The proposed consent decree would settle a discrimination case known as Tipton-Whittingham vs. City of Los Angeles. The proposal has not been released publicly, and even some top city officials have yet to see the document. But representatives of the city attorney’s office plan to forward it to the City Council on Tuesday. No cost estimates are attached to the deal, but a City Hall source said Friday that internal estimates suggest that it would cost about $3 million for the first year.

According to his aides, Police Chief Willie L. Williams is backing the agreement, partly because he sees it as offering him a tool for attacking discrimination within the Police Department. Williams was unavailable Friday, but Assistant Chief Frank Piersol, who heads the LAPD’s Office of Administrative Services, said, “The goals and objectives of this are a really good thing.”

Police Commission President Raymond C. Fisher said some commissioners were concerned that they had not been more adequately briefed about the negotiations. Nevertheless, he said the proposal to create a discrimination unit outside the LAPD hierarchy closely paralleled an effort by the Police Commission itself.

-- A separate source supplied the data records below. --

/// SHA-256 digest over every generated field of `zone`.
///
/// Runtime bookkeeping (spawn activation state, obstacle damage, portals opened
/// after a boss dies) is excluded, so a zone fingerprints identically before
/// and after it has been played.
#[must_use]
pub fn fingerprint(zone: &Zone) -> [u8; 32] {
    let mut hasher = Sha256::new();
    hasher.update(zone.seed.to_le_bytes());
    hasher.update(zone.depth.to_le_bytes());
    hasher.update(zone.biome.as_str().as_bytes());
    hash_f32s(&mut hasher, &[zone.width, zone.height]);
    for modifier in &zone.modifiers {
        hasher.update([*modifier as u8]);
    }
    hash_vec2(&mut hasher, zone.spawn_point);
    hasher.update([zone.spawn_edge as u8]);
    if let Some(exit) = zone.exit_point {
        hash_vec2(&mut hasher, exit);
    }
    for spawn in zone.spawns() {
        hasher.update(spawn.id.get().to_le_bytes());
        hash_vec2(&mut hasher, spawn.position);
        hasher.update([spawn.kind as u8, spawn.rank as u8, spawn.patrol.shape as u8]);
        hash_f32s(&mut hasher, &[spawn.patrol.radius]);
        if let Some(tag) = &spawn.pack {
            hasher.update(tag.pack.get().to_le_bytes());
            hasher.update(tag.template.as_bytes());
            hasher.update([u8::from(tag.leader)]);
        }
    }
    for obstacle in &zone.obstacles {
        hash_vec2(&mut hasher, obstacle.position);
        hash_f32s(&mut hasher, &[obstacle.radius]);
        hasher.update([obstacle.kind as u8]);
    }
    for decoration in &zone.decorations {
        hash_vec2(&mut hasher, decoration.position);
        hash_f32s(&mut hasher, &[decoration.scale, decoration.rotation]);
        hasher.update([decoration.kind as u8]);
    }
    hasher.update(zone.background.base_color);
    hash_f32s(
        &mut hasher,
        &[zone.background.nebula_hue, zone.background.nebula_intensity],
    );
    for layer in &zone.parallax {
        hash_f32s(&mut hasher, &[layer.depth_factor]);
        hasher.update(layer.star_count.to_le_bytes());
        hash_vec2(&mut hasher, layer.drift);
        hasher.update(layer.scatter_seed.to_le_bytes());
    }
    hasher.finalize().into()
}

/// Lowercase hexadecimal form of [`fingerprint`].
#[must_use]
pub fn fingerprint_hex(zone: &Zone) -> String {
    fingerprint(zone)
        .iter()
        .map(|byte| format!("{byte:02x}"))
        .collect()
}

fn hash_f32s(hasher: &mut Sha256, values: &[f32]) {
    for value in values {
        hasher.update(value.to_le_bytes());
    }
}

fn hash_vec2(hasher: &mut Sha256, value: Vec2) {
    hash_f32s(hasher, &[value.x, value.y]);
}

#[derive(Clone, Copy, Debug)]
struct Bounds {
    width: f32,
    height: f32,
}

impl Bounds {
    fn clamp(self, point: Vec2, radius: f32) -> Vec2 {
        clamp_to(point, radius, self.width, self.height)
    }
}

#[derive(Clone, Copy, Debug)]
struct Layout {
    width: f32,
    height: f32,
    spawn_point: Vec2,
    exit_point: Option<Vec2>,
}

impl Layout {
    fn random_point(&self, inset: f32, rng: &mut SeededRandom) -> Vec2 {
        let inset_x = inset.min(self.width * 0.5);
        let inset_y = inset.min(self.height * 0.5);
        Vec2::new(
            rng.range(inset_x, self.width - inset_x),
            rng.range(inset_y, self.height - inset_y),
        )
    }
}

pub(crate) fn clamp_to(point: Vec2, radius: f32, width: f32, height: f32) -> Vec2 {
    let min = Vec2::new(radius.min(width * 0.5), radius.min(height * 0.5)).max(Vec2::ZERO);
    let max = (Vec2::new(width, height) - min).max(min);
    point.clamp(min, max)
}

fn sanitize_extent(value: f32, floor: f32, ceiling: f32) -> f32 {
    let ceiling = ceiling.max(floor);
    if value.is_finite() {
        value.clamp(floor, ceiling)
    } else {
        floor
    }
}

/// `min(floor(w * h * density), cap)`, zero for non-positive or non-finite input.
fn density_count(width: f32, height: f32, density: f32, cap: usize) -> usize {
    let raw = (f64::from(width) * f64::from(height) * f64::from(density)).floor();
    if !raw.is_finite() || raw <= 0.0 {
        return 0;
    }
    if raw >= cap as f64 {
        cap
    } else {
        raw as usize
    }
}

fn edge_point(edge: Edge, width: f32, height: f32, margin: f32, rng: &mut SeededRandom) -> Vec2 {
    let margin_x = margin.min(width * 0.5);
    let margin_y = margin.min(height * 0.5);
    match edge {
        Edge::West => Vec2::new(margin_x, rng.range(margin_y, height - margin_y)),
        Edge::East => Vec2::new(width - margin_x, rng.range(margin_y, height - margin_y)),
        Edge::North => Vec2::new(rng.range(margin_x, width - margin_x), margin_y),
        Edge::South => Vec2::new(rng.range(margin_x, width - margin_x), height - margin_y),
    }
}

“Whether it will be acceptable to us or not, I don’t know,” Fisher said.

The commission’s opinion may be irrelevant, however. The City Council has the authority to settle lawsuits against the city, so its approval may be all that is required to settle the case.

The two key council members, Public Safety Committee Chairwoman Laura Chick and Personnel Committee Chairwoman Jackie Goldberg, said Friday that they have yet to review the consent decree document.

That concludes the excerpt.